The decision



Upper Tribunal
(Immigration and Asylum Chamber) Appeal Number: PA/00852/2020


THE IMMIGRATION ACTS


Heard remotely via Skype for Business
Decision & Reasons Promulgated
On 9 April 2021
On 21st April 2021



Before

UPPER TRIBUNAL JUDGE LANE


Between

RA
(ANONYMITY DIRECTION MADE)
Appellant
and

THE SECRETARY OF STATE FOR THE HOME DEPARTMENT
Respondent


Representation:
For the Appellant: Mr Wood
For the Respondent: Mrs Pettersen, Senior Presenting Officer


DECISION AND REASONS
1. The appellant is a female citizen of Iraq who was born in 1985. She appeals to Upper Tribunal against a decision of the First-tier Tribunal dated 13 November 2020. The First-tier Tribunal dismissed her appeal against a decision of the Secretary of State dated 9 January 2020 which refused her claim for international protection.
2. The appellant claims to fear her husband in Iraq and members of his family. The judge found that the appellant is not a credible witness. She rejected the appellant's claim that she fears her husband (whom she has remarried following a divorce). The judge found that the appellant could return to Iraq without facing any real risk from her husband or his family.
3. I find that the judge has erred in law. At [83], the judge provides her reasons for finding that the appellant does not fear her husband. She states that the appellant had claimed at interview that she 'was not scared of [her husband]'. I cannot find anything in the interview record which supports the judge's observation. Likewise, the judge finds that the husband 'had never been physically violent' towards the appellant.
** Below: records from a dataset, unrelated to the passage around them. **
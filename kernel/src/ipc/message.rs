//! Message format
//!
//! In the kernel a message is a typed value: one payload enum per
//! namespace. In a mailbox it is a little-endian frame:
//!
//! ```text
//! offset  size  field
//!      0     4  length of the whole frame, header included
//!      4     4  sender task id
//!      8     4  recipient task id or service type
//!     12     1  namespace
//!     13     1  recipient kind (0 task, 1 service, 2 registry)
//!     14     2  message kind within the namespace
//!     16     -  payload
//! ```

use alloc::vec::Vec;

use crate::error::{KernelError, KernelResult};
use crate::sched::task::TaskId;

pub const HEADER_SIZE: usize = 16;

/// Largest frame a mailbox accepts, header included
pub const MAX_MESSAGE_SIZE: usize = 256;

pub const MAX_PAYLOAD_SIZE: usize = MAX_MESSAGE_SIZE - HEADER_SIZE;

/// Wire value meaning "no task" in id-carrying payloads
const NO_TASK: u32 = u32::MAX;

/// Sender id of replies the kernel itself writes
pub const KERNEL_SENDER: TaskId = 0xFFFF_FFFE;

#[derive(Debug, Clone, Copy, PartialEq, Eq, PartialOrd, Ord)]
#[repr(u8)]
pub enum Namespace {
    Scheduler = 0,
    Services = 1,
    Vfs = 2,
    HardwareFs = 3,
    Window = 4,
}

impl Namespace {
    pub const fn from_u8(value: u8) -> Option<Self> {
        match value {
            0 => Some(Namespace::Scheduler),
            1 => Some(Namespace::Services),
            2 => Some(Namespace::Vfs),
            3 => Some(Namespace::HardwareFs),
            4 => Some(Namespace::Window),
            _ => None,
        }
    }

    /// Namespaces whose payloads the kernel itself interprets
    pub const fn is_typed(self) -> bool {
        matches!(self, Namespace::Scheduler | Namespace::Services)
    }
}

/// Well-known services a task can register for
#[derive(Debug, Clone, Copy, PartialEq, Eq, PartialOrd, Ord)]
#[repr(u32)]
pub enum ServiceType {
    Vfs = 1,
    HardwareFs = 2,
    Window = 3,
    Input = 4,
    Clock = 5,
}

impl ServiceType {
    pub const fn from_u32(value: u32) -> Option<Self> {
        match value {
            1 => Some(ServiceType::Vfs),
            2 => Some(ServiceType::HardwareFs),
            3 => Some(ServiceType::Window),
            4 => Some(ServiceType::Input),
            5 => Some(ServiceType::Clock),
            _ => None,
        }
    }
}

/// Logical destination of a message
#[derive(Debug, Clone, Copy, PartialEq, Eq)]
pub enum Recipient {
    Task(TaskId),
    /// Whichever task is registered for the service
    Service(ServiceType),
    /// The service registry itself
    Registry,
}

impl Recipient {
    fn to_wire(self) -> (u8, u32) {
        match self {
            Recipient::Task(id) => (0, id as u32),
            Recipient::Service(service) => (1, service as u32),
            Recipient::Registry => (2, 0),
        }
    }

    fn from_wire(kind: u8, value: u32) -> KernelResult<Self> {
        match kind {
            0 => Ok(Recipient::Task(value as TaskId)),
            1 => ServiceType::from_u32(value)
                .map(Recipient::Service)
                .ok_or(KernelError::MalformedMessage),
            2 => Ok(Recipient::Registry),
            _ => Err(KernelError::MalformedMessage),
        }
    }
}

#[derive(Debug, Clone, Copy, PartialEq, Eq)]
pub enum SchedulerMessage {
    Ping { token: u32 },
    Pong { token: u32 },
    /// Lets a service announce that a task it tracked has gone
    TaskExited { task: TaskId },
}

impl SchedulerMessage {
    const PING: u16 = 0;
    const PONG: u16 = 1;
    const TASK_EXITED: u16 = 2;

    fn kind(&self) -> u16 {
        match self {
            SchedulerMessage::Ping { .. } => Self::PING,
            SchedulerMessage::Pong { .. } => Self::PONG,
            SchedulerMessage::TaskExited { .. } => Self::TASK_EXITED,
        }
    }

    fn encode(&self, out: &mut Vec<u8>) {
        let value = match *self {
            SchedulerMessage::Ping { token } | SchedulerMessage::Pong { token } => token,
            SchedulerMessage::TaskExited { task } => task as u32,
        };
        out.extend_from_slice(&value.to_le_bytes());
    }

    fn decode(kind: u16, payload: &[u8]) -> KernelResult<Self> {
        let value = read_u32(payload, 0)?;
        if payload.len() != 4 {
            return Err(KernelError::MalformedMessage);
        }
        match kind {
            Self::PING => Ok(SchedulerMessage::Ping { token: value }),
            Self::PONG => Ok(SchedulerMessage::Pong { token: value }),
            Self::TASK_EXITED => Ok(SchedulerMessage::TaskExited {
                task: value as TaskId,
            }),
            _ => Err(KernelError::MalformedMessage),
        }
    }
}

#[derive(Debug, Clone, Copy, PartialEq, Eq)]
pub enum ServiceMessage {
    /// Register the sender as the provider of `service`
    Register { service: ServiceType },
    Unregister { service: ServiceType },
    Lookup { service: ServiceType },
    LookupReply {
        service: ServiceType,
        task: Option<TaskId>,
    },
}

impl ServiceMessage {
    const REGISTER: u16 = 0;
    const UNREGISTER: u16 = 1;
    const LOOKUP: u16 = 2;
    const LOOKUP_REPLY: u16 = 3;

    fn kind(&self) -> u16 {
        match self {
            ServiceMessage::Register { .. } => Self::REGISTER,
            ServiceMessage::Unregister { .. } => Self::UNREGISTER,
            ServiceMessage::Lookup { .. } => Self::LOOKUP,
            ServiceMessage::LookupReply { .. } => Self::LOOKUP_REPLY,
        }
    }

    fn encode(&self, out: &mut Vec<u8>) {
        match *self {
            ServiceMessage::Register { service }
            | ServiceMessage::Unregister { service }
            | ServiceMessage::Lookup { service } => {
                out.extend_from_slice(&(service as u32).to_le_bytes());
            }
            ServiceMessage::LookupReply { service, task } => {
                out.extend_from_slice(&(service as u32).to_le_bytes());
                let task = task.map_or(NO_TASK, |id| id as u32);
                out.extend_from_slice(&task.to_le_bytes());
            }
        }
    }

    fn decode(kind: u16, payload: &[u8]) -> KernelResult<Self> {
        let service =
            ServiceType::from_u32(read_u32(payload, 0)?).ok_or(KernelError::MalformedMessage)?;
        let expected = if kind == Self::LOOKUP_REPLY { 8 } else { 4 };
        if payload.len() != expected {
            return Err(KernelError::MalformedMessage);
        }
        match kind {
            Self::REGISTER => Ok(ServiceMessage::Register { service }),
            Self::UNREGISTER => Ok(ServiceMessage::Unregister { service }),
            Self::LOOKUP => Ok(ServiceMessage::Lookup { service }),
            Self::LOOKUP_REPLY => {
                let task = match read_u32(payload, 4)? {
                    NO_TASK => None,
                    id => Some(id as TaskId),
                };
                Ok(ServiceMessage::LookupReply { service, task })
            }
            _ => Err(KernelError::MalformedMessage),
        }
    }
}

/// Namespace-tagged payload
#[derive(Debug, Clone, PartialEq, Eq)]
pub enum Payload {
    Scheduler(SchedulerMessage),
    Services(ServiceMessage),
    /// Payload of a namespace owned by a service; the kernel only copies it
    Opaque {
        namespace: Namespace,
        kind: u16,
        data: Vec<u8>,
    },
}

impl Payload {
    pub fn namespace(&self) -> Namespace {
        match self {
            Payload::Scheduler(_) => Namespace::Scheduler,
            Payload::Services(_) => Namespace::Services,
            Payload::Opaque { namespace, .. } => *namespace,
        }
    }

    pub fn kind(&self) -> u16 {
        match self {
            Payload::Scheduler(message) => message.kind(),
            Payload::Services(message) => message.kind(),
            Payload::Opaque { kind, .. } => *kind,
        }
    }
}

/// Selects messages for a filtered receive
#[derive(Debug, Clone, Copy, PartialEq, Eq)]
pub struct MessageFilter {
    pub namespace: Namespace,
    /// Any kind when `None`
    pub kind: Option<u16>,
}

impl MessageFilter {
    pub const fn namespace(namespace: Namespace) -> Self {
        Self {
            namespace,
            kind: None,
        }
    }

    pub const fn kind(namespace: Namespace, kind: u16) -> Self {
        Self {
            namespace,
            kind: Some(kind),
        }
    }

    pub fn matches(&self, message: &Message) -> bool {
        message.namespace() == self.namespace
            && self.kind.map_or(true, |kind| kind == message.kind())
    }
}

#[derive(Debug, Clone, PartialEq, Eq)]
pub struct Message {
    /// Filled in by the kernel on send
    pub sender: TaskId,
    pub recipient: Recipient,
    pub payload: Payload,
}

impl Message {
    pub fn new(recipient: Recipient, payload: Payload) -> Self {
        Self {
            sender: 0,
            recipient,
            payload,
        }
    }

    pub fn namespace(&self) -> Namespace {
        self.payload.namespace()
    }

    pub fn kind(&self) -> u16 {
        self.payload.kind()
    }

    /// Serialize into a frame
    pub fn encode(&self) -> KernelResult<Vec<u8>> {
        let mut frame = Vec::with_capacity(MAX_MESSAGE_SIZE);
        frame.resize(HEADER_SIZE, 0);
        match &self.payload {
            Payload::Scheduler(message) => message.encode(&mut frame),
            Payload::Services(message) => message.encode(&mut frame),
            Payload::Opaque {
                namespace, data, ..
            } => {
                if namespace.is_typed() {
                    return Err(KernelError::MalformedMessage);
                }
                if data.len() > MAX_PAYLOAD_SIZE {
                    return Err(KernelError::MessageTooLarge);
                }
                frame.extend_from_slice(data);
            }
        }

        let length = frame.len() as u32;
        let (recipient_kind, recipient) = self.recipient.to_wire();
        frame[0..4].copy_from_slice(&length.to_le_bytes());
        frame[4..8].copy_from_slice(&(self.sender as u32).to_le_bytes());
        frame[8..12].copy_from_slice(&recipient.to_le_bytes());
        frame[12] = self.namespace() as u8;
        frame[13] = recipient_kind;
        frame[14..16].copy_from_slice(&self.kind().to_le_bytes());
        Ok(frame)
    }

    /// Parse one complete frame
    pub fn decode(frame: &[u8]) -> KernelResult<Self> {
        let length = frame_length(frame)?;
        if length != frame.len() {
            return Err(KernelError::MalformedMessage);
        }
        let sender = read_u32(frame, 4)? as TaskId;
        let recipient = Recipient::from_wire(frame[13], read_u32(frame, 8)?)?;
        let namespace = Namespace::from_u8(frame[12]).ok_or(KernelError::MalformedMessage)?;
        let kind = u16::from_le_bytes([frame[14], frame[15]]);
        let payload = &frame[HEADER_SIZE..];

        let payload = match namespace {
            Namespace::Scheduler => Payload::Scheduler(SchedulerMessage::decode(kind, payload)?),
            Namespace::Services => Payload::Services(ServiceMessage::decode(kind, payload)?),
            _ => Payload::Opaque {
                namespace,
                kind,
                data: payload.to_vec(),
            },
        };
        Ok(Self {
            sender,
            recipient,
            payload,
        })
    }
}

/// Length field of a frame header
pub fn frame_length(header: &[u8]) -> KernelResult<usize> {
    let length = read_u32(header, 0)? as usize;
    if !(HEADER_SIZE..=MAX_MESSAGE_SIZE).contains(&length) {
        return Err(KernelError::MalformedMessage);
    }
    Ok(length)
}

fn read_u32(bytes: &[u8], offset: usize) -> KernelResult<u32> {
    bytes
        .get(offset..offset + 4)
        .and_then(|slice| slice.try_into().ok())
        .map(u32::from_le_bytes)
        .ok_or(KernelError::MalformedMessage)
}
The finding overlooks the appellant's clear evidence that her husband had forced her to have sex with him against her wishes. The judge should have considered whether that conduct constituted violence towards the appellant and, if not, she should have given her reasons.
4. Secondly, although she briefly addresses the report of the consultant forensic psychiatrist, Dr Ghosh, at [80], the judge has not considered that evidence at all when reaching her findings at [83]. The expert records the extent of the appellant's fear of her husband and relates that account to the experience of women who 'have been subjected to prolonged abuse'. The judge was not obliged to accept the opinion of the expert but, as her findings directly contradict that opinion, she should have given reasons for rejecting Dr Ghosh's evidence. Her failure to do so was an error of law.
5. As a consequence, I find that the findings at [83] are vitiated by legal error. Those findings deal with the core of the appellant's account and her claim that she fears returning to Iraq. In the circumstances, therefore, I set aside the decision. Given the nature of the error, I find that none of the findings of fact should stand. There will need to be a new fact-finding exercise which is better conducted in the First-tier Tribunal to which this appeal is returned for it to remake the decision.
Notice of Decision

The decision of the First-tier Tribunal is set aside. None of the findings of fact shall stand. The appeal is returned to the First-tier Tribunal for that Tribunal to remake the decision following a hearing de novo.

LISTING DIRECTIONS: Manchester; Not before Judge Lang; first available date; First-tier Tribunal to decide if remote or face to face; Kurdish Sorani interpreter; 2 hours.